In reality, it amounts to nothing more than an agreed list of processes.

DTSG is what emerges when lots of vendors with different agendas get in a room. We end up with minimum standards designed for every publisher and platform to pass. Lowest-common denominator stuff.  We know this because we at Videology are DTSG certified too. We just don’t talk about it because its table stakes. What everyone should be doing anyway, regardless.  

It is not content-level vetting. It is not white-list pre-approval. It does not prevent brand safety breaches from occurring, and certificate holders face no meaningful consequences in the event of a breach.

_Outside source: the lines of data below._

//! 설정 관리.
//!
//! 기본값 → TOML 파일 → `NOTIFY__` 접두사 환경 변수 순서로 덮어씁니다.
//! 예: `NOTIFY__MAIL__API_TOKEN=...`, `NOTIFY__DATABASE__URL=postgres://...`

use crate::error::SymbolError;
use crate::types::{default_symbol_entries, ChartInterval, Symbol, SymbolEntry, SymbolRegistry};
use serde::{Deserialize, Serialize};
use std::path::Path;
use std::time::Duration;

/// 애플리케이션 설정.
#[derive(Debug, Clone, Default, Deserialize, Serialize)]
#[serde(default)]
pub struct AppConfig {
    /// 데이터베이스 설정
    pub database: DatabaseConfig,
    /// 메일 전송 설정
    pub mail: MailConfig,
    /// 시세 차트 API 설정
    pub chart: ChartConfig,
    /// 수집 작업 설정
    pub collect: CollectConfig,
    /// 로깅 설정
    pub logging: LoggingConfig,
    /// 지원 종목 설정
    pub symbols: SymbolsConfig,
}

/// 데이터베이스 설정.
#[derive(Debug, Clone, Deserialize, Serialize)]
#[serde(default)]
pub struct DatabaseConfig {
    /// 연결 URL
    pub url: String,
    /// 최대 연결 수
    pub max_connections: u32,
    /// 연결 타임아웃 (초)
    pub connect_timeout_secs: u64,
}

impl Default for DatabaseConfig {
    fn default() -> Self {
        Self {
            url: "postgres://localhost:5432/notify_stock".to_string(),
            max_connections: 5,
            connect_timeout_secs: 30,
        }
    }
}

impl DatabaseConfig {
    pub fn connect_timeout(&self) -> Duration {
        Duration::from_secs(self.connect_timeout_secs)
    }
}

/// 메일 전송 설정.
#[derive(Debug, Clone, Deserialize, Serialize)]
#[serde(default)]
pub struct MailConfig {
    /// 발신 주소
    pub from: String,
    /// 발신자 이름
    pub from_name: String,
    /// 수신 주소
    pub to: String,
    /// API 토큰
    pub api_token: String,
    /// 전송 API 기본 URL
    pub base_url: String,
    /// 메일 카테고리
    pub category: String,
}

impl Default for MailConfig {
    fn default() -> Self {
        Self {
            from: String::new(),
            from_name: "Notify Stock".to_string(),
            to: String::new(),
            api_token: String::new(),
            base_url: "https://send.api.mailtrap.io".to_string(),
            category: "Market Summary".to_string(),
        }
    }
}

/// 시세 차트 API 설정.
#[derive(Debug, Clone, Deserialize, Serialize)]
#[serde(default)]
pub struct ChartConfig {
    /// API 기본 URL
    pub base_url: String,
    /// 조회 간격
    pub interval: ChartInterval,
    /// 요청 타임아웃 (초)
    pub timeout_secs: u64,
}

impl Default for ChartConfig {
    fn default() -> Self {
        Self {
            base_url: "https://query2.finance.yahoo.com".to_string(),
            interval: ChartInterval::Day,
            timeout_secs: 30,
        }
    }
}

impl ChartConfig {
    pub fn timeout(&self) -> Duration {
        Duration::from_secs(self.timeout_secs)
    }
}

/// 수집 작업 설정.
#[derive(Debug, Clone, Deserialize, Serialize)]
#[serde(default)]
pub struct CollectConfig {
    /// 심볼/구간 요청 간 딜레이 (밀리초)
    pub request_delay_ms: u64,
    /// 주간 갱신 시 조회 일수
    pub recent_days: i64,
    /// 전체 이력 수집 시 한 번에 조회할 기간 (년)
    pub backfill_years: u32,
    /// 다이제스트에 사용할 기간 (개월)
    pub digest_months: u32,
}

impl Default for CollectConfig {
    fn default() -> Self {
        Self {
            request_delay_ms: 2000,
            recent_days: 7,
            backfill_years: 5,
            digest_months: 12,
        }
    }
}

impl CollectConfig {
    pub fn request_delay(&self) -> Duration {
        Duration::from_millis(self.request_delay_ms)
    }
}

/// 로깅 설정.
#[derive(Debug, Clone, Deserialize, Serialize)]
#[serde(default)]
pub struct LoggingConfig {
    /// 로그 레벨
    pub level: String,
    /// 로그 형식 (pretty, json, compact)
    pub format: String,
}

impl Default for LoggingConfig {
    fn default() -> Self {
        Self {
            level: "info".to_string(),
            format: "pretty".to_string(),
        }
    }
}

/// 지원 종목 설정.
#[derive(Debug, Clone, Deserialize, Serialize)]
#[serde(default)]
pub struct SymbolsConfig {
    /// 레지스트리 항목. 비어 있으면 기본 테이블을 사용합니다.
    pub entries: Vec<SymbolEntry>,
    /// `update` 명령이 처리할 종목 (어느 표현이든 가능)
    pub supported: Vec<String>,
}

impl Default for SymbolsConfig {
    fn default() -> Self {
        Self {
            entries: Vec::new(),
            supported: default_symbol_entries()
                .into_iter()
                .map(|e| e.canonical)
                .collect(),
        }
    }
}

impl SymbolsConfig {
    /// 설정된 항목으로 레지스트리를 생성합니다.
    pub fn registry(&self) -> Result<SymbolRegistry, SymbolError> {
        if self.entries.is_empty() {
            Ok(SymbolRegistry::default())
        } else {
            SymbolRegistry::from_entries(self.entries.clone())
        }
    }

    /// `supported` 목록을 레지스트리로 해석합니다.
    pub fn supported_symbols(&self, registry: &SymbolRegistry) -> Result<Vec<Symbol>, SymbolError> {
        self.supported
            .iter()
            .map(|s| registry.resolve(s))
            .collect()
    }
}

impl AppConfig {
    /// 파일과 환경 변수에서 설정을 로드합니다.
    ///
    /// 파일이 없어도 기본값과 환경 변수만으로 로드됩니다.
    pub fn load<P: AsRef<Path>>(path: P) -> Result<Self, config::ConfigError> {
        let builder = config::Config::builder()
            .add_source(config::File::from(path.as_ref()).required(false))
            .add_source(
                config::Environment::with_prefix("NOTIFY")
                    .prefix_separator("__")
                    .separator("__")
                    .list_separator(",")
                    .with_list_parse_key("symbols.supported")
                    .try_parsing(true),
            );

        builder.build()?.try_deserialize()
    }

    /// TOML 문자열에서 설정을 로드합니다. 환경 변수는 적용하지 않습니다.
    pub fn from_toml_str(toml: &str) -> Result<Self, config::ConfigError> {
        config::Config::builder()
            .add_source(config::File::from_str(toml, config::FileFormat::Toml))
            .build()?
            .try_deserialize()
    }
}

#[cfg(test)]
mod tests {
    use super::*;

    #[test]
    fn test_defaults() {
        let config = AppConfig::default();
        assert_eq!(config.collect.recent_days, 7);
        assert_eq!(config.collect.backfill_years, 5);
        assert_eq!(config.collect.request_delay(), Duration::from_secs(2));
        assert_eq!(config.chart.interval, ChartInterval::Day);
        assert_eq!(config.symbols.supported, vec!["N225", "S&P500"]);
    }

    #[test]
    fn test_from_toml_partial() {
        let config = AppConfig::from_toml_str(
            r#"
            [mail]
            from = "digest@example.com"
            to = "me@example.com"

            [chart]
            interval = "1wk"

            [symbols]
            supported = ["^N225"]
            "#,
        )
        .unwrap();

        assert_eq!(config.mail.from, "digest@example.com");
        assert_eq!(config.mail.base_url, "https://send.api.mailtrap.io");
        assert_eq!(config.chart.interval, ChartInterval::Week);

        let registry = config.symbols.registry().unwrap();
        let supported = config.symbols.supported_symbols(&registry).unwrap();
        assert_eq!(supported.len(), 1);
        assert_eq!(supported[0].as_str(), "N225");
    }

    #[test]
    fn test_custom_registry_entries() {
        let config = AppConfig::from_toml_str(
            r#"
            [symbols]
            supported = ["DJI"]

            [[symbols.entries]]
            canonical = "DJI"
            provider = "^DJI"
            display = "Dow Jones"
            "#,
        )
        .unwrap();

        let registry = config.symbols.registry().unwrap();
        assert_eq!(registry.entries().len(), 1);
        assert!(config.symbols.supported_symbols(&registry).is_ok());
        assert!(registry.resolve("N225").is_err());
    }
}
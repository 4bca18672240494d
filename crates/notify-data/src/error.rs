//! 데이터 모듈 오류 타입.

use notify_core::{Classify, ErrorKind};
use thiserror::Error;

/// 저장소 관련 오류.
#[derive(Debug, Error)]
pub enum DataError {
    /// 데이터베이스 연결 오류
    #[error("Database connection error: {0}")]
    ConnectionError(String),

    /// 쿼리 실행 오류
    #[error("Query error: {0}")]
    QueryError(String),

    /// 레코드를 찾을 수 없음
    #[error("Record not found: {0}")]
    NotFound(String),

    /// 잘못된 입력 (빈 심볼 목록 등)
    #[error("Invalid input: {0}")]
    InvalidInput(String),

    /// 저장된 값이 도메인 검증을 통과하지 못함
    #[error("Invalid data: {0}")]
    InvalidData(String),

    /// 데이터 삽입 오류
    #[error("Insert error: {0}")]
    InsertError(String),

    /// 마이그레이션 오류
    #[error("Migration error: {0}")]
    MigrationError(String),

    /// 연결 풀 소진
    #[error("Connection pool exhausted")]
    PoolExhausted,
}

impl Classify for DataError {
    fn kind(&self) -> ErrorKind {
        ErrorKind::Persistence
    }
}

impl From<sqlx::Error> for DataError {
    fn from(err: sqlx::Error) -> Self {
        match err {
            sqlx::Error::RowNotFound => DataError::NotFound("Row not found".to_string()),
            sqlx::Error::PoolTimedOut => DataError::PoolExhausted,
            sqlx::Error::Database(db_err) => DataError::QueryError(db_err.message().to_string()),
            _ => DataError::QueryError(err.to_string()),
        }
    }
}

pub type Result<T> = std::result::Result<T, DataError>;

So, does DTSG certification make you brand-safe? No, and many clients we work with agree, as more than ever employ additional verification technology. We advocate this approach, we collaborate well with the likes of Integral Ad Science, and we enable real time optimisation towards a client’s specified brand safety goals. 

But there’s a bigger issue with initiatives like DTSG, and indeed the topic of brand safety as a whole as it ignores real people.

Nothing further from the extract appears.